Ageing is usually accompanied by gradual changes in physical and cognitive function and changes in the state of existing underlying diseases [5]. Once an individual reaches a certain stage, they are more likely to worsen than to recover from external stress events. This stage is defined as frailty, and numerous efforts have been made for many years to clinically describe and quantify vulnerability [6,7,8,9,10,11,12,13]. In addition, frailty is highly related to the prognosis of cardiovascular disease and malignancy, and its usefulness as a selection criterion for treatment modalities and a tool for risk stratification and clinical outcome prediction has been supported by many studies [14,15,16]. Quantitative criteria that have been used to evaluate frailty include the number of underlying diseases, nutritional status, body weight change, grip strength, daily time spent standing and being active, gait speed, ability to climb a ramp or stairs, cognitive ability, and presence of neuropsychiatric diseases [6, 8, 10, 11, 17, 18].
C-reactive protein, which is produced in the liver and is a key inflammatory mediator against bacterial infection and sepsis, has been widely used as an indicator of response to infection in clinical fields since it was found by Tillet in 1930; additionally, a low serum albumin level has been known to be significantly associated with susceptibility to bacterial infections and declining function in elderly people [19].
The primary purpose of this study was to determine whether ambulation ability with albumin as a measure of nutritional status and C-reactive protein as an indicator of response to sepsis are predictive of 28-day mortality in elderly patients diagnosed with sepsis.
Methods
Study design and patients
This was a retrospective observational study using a multicentre-based registry of elderly patients and the standardized digital medical records of three emergency medical centres at urban academic hospitals, visited by more than 60,000 patients annually.

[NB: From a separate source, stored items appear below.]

//! RNG module - bag-fair piece sequencing
//!
//! Upcoming pieces come from "bags": one shuffled permutation of all seven
//! kinds, appended whole to the queue. Because bags are never split or
//! interleaved, every bag-aligned window of seven draws contains each kind
//! exactly once.
//!
//! The shuffle is injected through [`Randomizer`] so sequencing can be tested
//! with a deterministic source. [`SimpleRng`] is a small LCG for tests and
//! seeded play; [`ThreadRandomizer`] wraps `rand`'s `StdRng`.

use std::collections::VecDeque;

use arrayvec::ArrayVec;
use rand::rngs::StdRng;
use rand::seq::SliceRandom;
use rand::SeedableRng;

use crate::types::{PieceKind, BAG_SIZE, PREVIEW_SIZE, QUEUE_MIN_LEN};

/// Source of uniformly random bag permutations
pub trait Randomizer {
    /// Shuffle `bag` in place into a uniformly random permutation.
    fn shuffle_bag(&mut self, bag: &mut [PieceKind; BAG_SIZE]);
}

/// Simple LCG (Linear Congruential Generator) RNG
/// Uses constants from Numerical Recipes
#[derive(Debug, Clone)]
pub struct SimpleRng {
    state: u32,
}

impl SimpleRng {
    /// Create a new RNG with the given seed
    pub fn new(seed: u32) -> Self {
        let state = if seed == 0 { 1 } else { seed };
        Self { state }
    }

    /// Generate next random u32
    pub fn next_u32(&mut self) -> u32 {
        self.state = self.state.wrapping_mul(1664525).wrapping_add(1013904223);
        self.state
    }

    /// Generate random value in range [0, max)
    pub fn next_range(&mut self, max: u32) -> u32 {
        // High bits of an LCG are far better distributed than the low ones.
        (self.next_u32() >> 16) % max
    }

    /// Shuffle a slice using Fisher-Yates
    pub fn shuffle<T>(&mut self, slice: &mut [T]) {
        for i in (1..slice.len()).rev() {
            let j = self.next_range((i + 1) as u32) as usize;
            slice.swap(i, j);
        }
    }

    pub fn state(&self) -> u32 {
        self.state
    }
}

impl Default for SimpleRng {
    fn default() -> Self {
        Self::new(1)
    }
}

impl Randomizer for SimpleRng {
    fn shuffle_bag(&mut self, bag: &mut [PieceKind; BAG_SIZE]) {
        self.shuffle(bag);
    }
}

/// `rand`-backed randomizer for normal play.
#[derive(Debug, Clone)]
pub struct ThreadRandomizer {
    rng: StdRng,
}

impl ThreadRandomizer {
    /// Seeded from operating system entropy.
    pub fn from_entropy() -> Self {
        Self {
            rng: StdRng::from_os_rng(),
        }
    }

    /// Reproducible sequence for a given seed.
    pub fn seeded(seed: u64) -> Self {
        Self {
            rng: StdRng::seed_from_u64(seed),
        }
    }
}

impl Randomizer for ThreadRandomizer {
    fn shuffle_bag(&mut self, bag: &mut [PieceKind; BAG_SIZE]) {
        bag.shuffle(&mut self.rng);
    }
}

/// Queue of upcoming piece kinds, refilled one whole bag at a time
#[derive(Debug, Clone)]
pub struct PieceQueue<R: Randomizer = SimpleRng> {
    pending: VecDeque<PieceKind>,
    preview_size: usize,
    rng: R,
}

impl<R: Randomizer> PieceQueue<R> {
    /// Create a queue exposing `preview_size` upcoming kinds (clamped to `1..=PREVIEW_SIZE`).
    pub fn new(rng: R, preview_size: usize) -> Self {
        let mut queue = Self {
            pending: VecDeque::with_capacity(QUEUE_MIN_LEN + BAG_SIZE),
            preview_size: preview_size.clamp(1, PREVIEW_SIZE),
            rng,
        };
        queue.top_up();
        queue
    }

    /// Append fresh bags until the queue holds at least `QUEUE_MIN_LEN` kinds.
    fn top_up(&mut self) {
        while self.pending.len() < QUEUE_MIN_LEN {
            let mut bag = PieceKind::ALL;
            self.rng.shuffle_bag(&mut bag);
            self.pending.extend(bag);
        }
    }

    /// Pop the next kind and keep the queue stocked.
    pub fn draw(&mut self) -> PieceKind {
        loop {
            if let Some(kind) = self.pending.pop_front() {
                self.top_up();
                return kind;
            }
            self.top_up();
        }
    }

    /// Read-only view of the next `min(count, preview_size, len)` kinds.
    pub fn peek(&self, count: usize) -> ArrayVec<PieceKind, PREVIEW_SIZE> {
        let n = count.min(self.preview_size).min(self.pending.len());
        self.pending.iter().take(n).copied().collect()
    }

    /// The full preview window.
    pub fn preview(&self) -> ArrayVec<PieceKind, PREVIEW_SIZE> {
        self.peek(self.preview_size)
    }

    pub fn preview_size(&self) -> usize {
        self.preview_size
    }

    pub fn len(&self) -> usize {
        self.pending.len()
    }

    pub fn is_empty(&self) -> bool {
        self.pending.is_empty()
    }

    /// Discard pending kinds and start again from fresh bags.
    pub fn reset(&mut self) {
        self.pending.clear();
        self.top_up();
    }

    /// Get pending kinds for testing/debugging
    #[cfg(test)]
    pub fn pending(&self) -> Vec<PieceKind> {
        self.pending.iter().copied().collect()
    }
}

Data from patients who visited the emergency department (ED) from 1 November 2016 to 28 February 2017, were reviewed.
The inclusion criteria were patients aged older than 65 years with a primary diagnosis of infectious diseases or sepsis on the discharge record. Sepsis was defined as an increase of 2 points or more in the Sequential Organ Failure Assessment (SOFA) score at the time of admission.
We excluded patients with covariates of ambulation ability such as history of stroke, Parkinson’s disease, cognitive disorders (including Alzheimer’s disease), metabolic encephalopathy, epilepsy, musculoskeletal disease, or malignancy.
Data collection
Demographic data were collected, including patient age and sex; vital signs; mental status according to the Glasgow Coma Scale (GCS) score; past medical history of diabetes, hypertension, coronary artery disease, heart failure, chronic liver disease, chronic kidney disease, chronic lung disease, peptic ulcer disease and arthritis; ambulation ability prior to morbidity; type of residence before ED presentation including nursing facility; laboratory test results; endotracheal intubation and use of mechanical ventilation; central venous catheterization and vasopressor therapy; length of hospital stay; intensive care unit (ICU) admission; in-hospital mortality; 28-day mortality; and transfer to other medical facilities.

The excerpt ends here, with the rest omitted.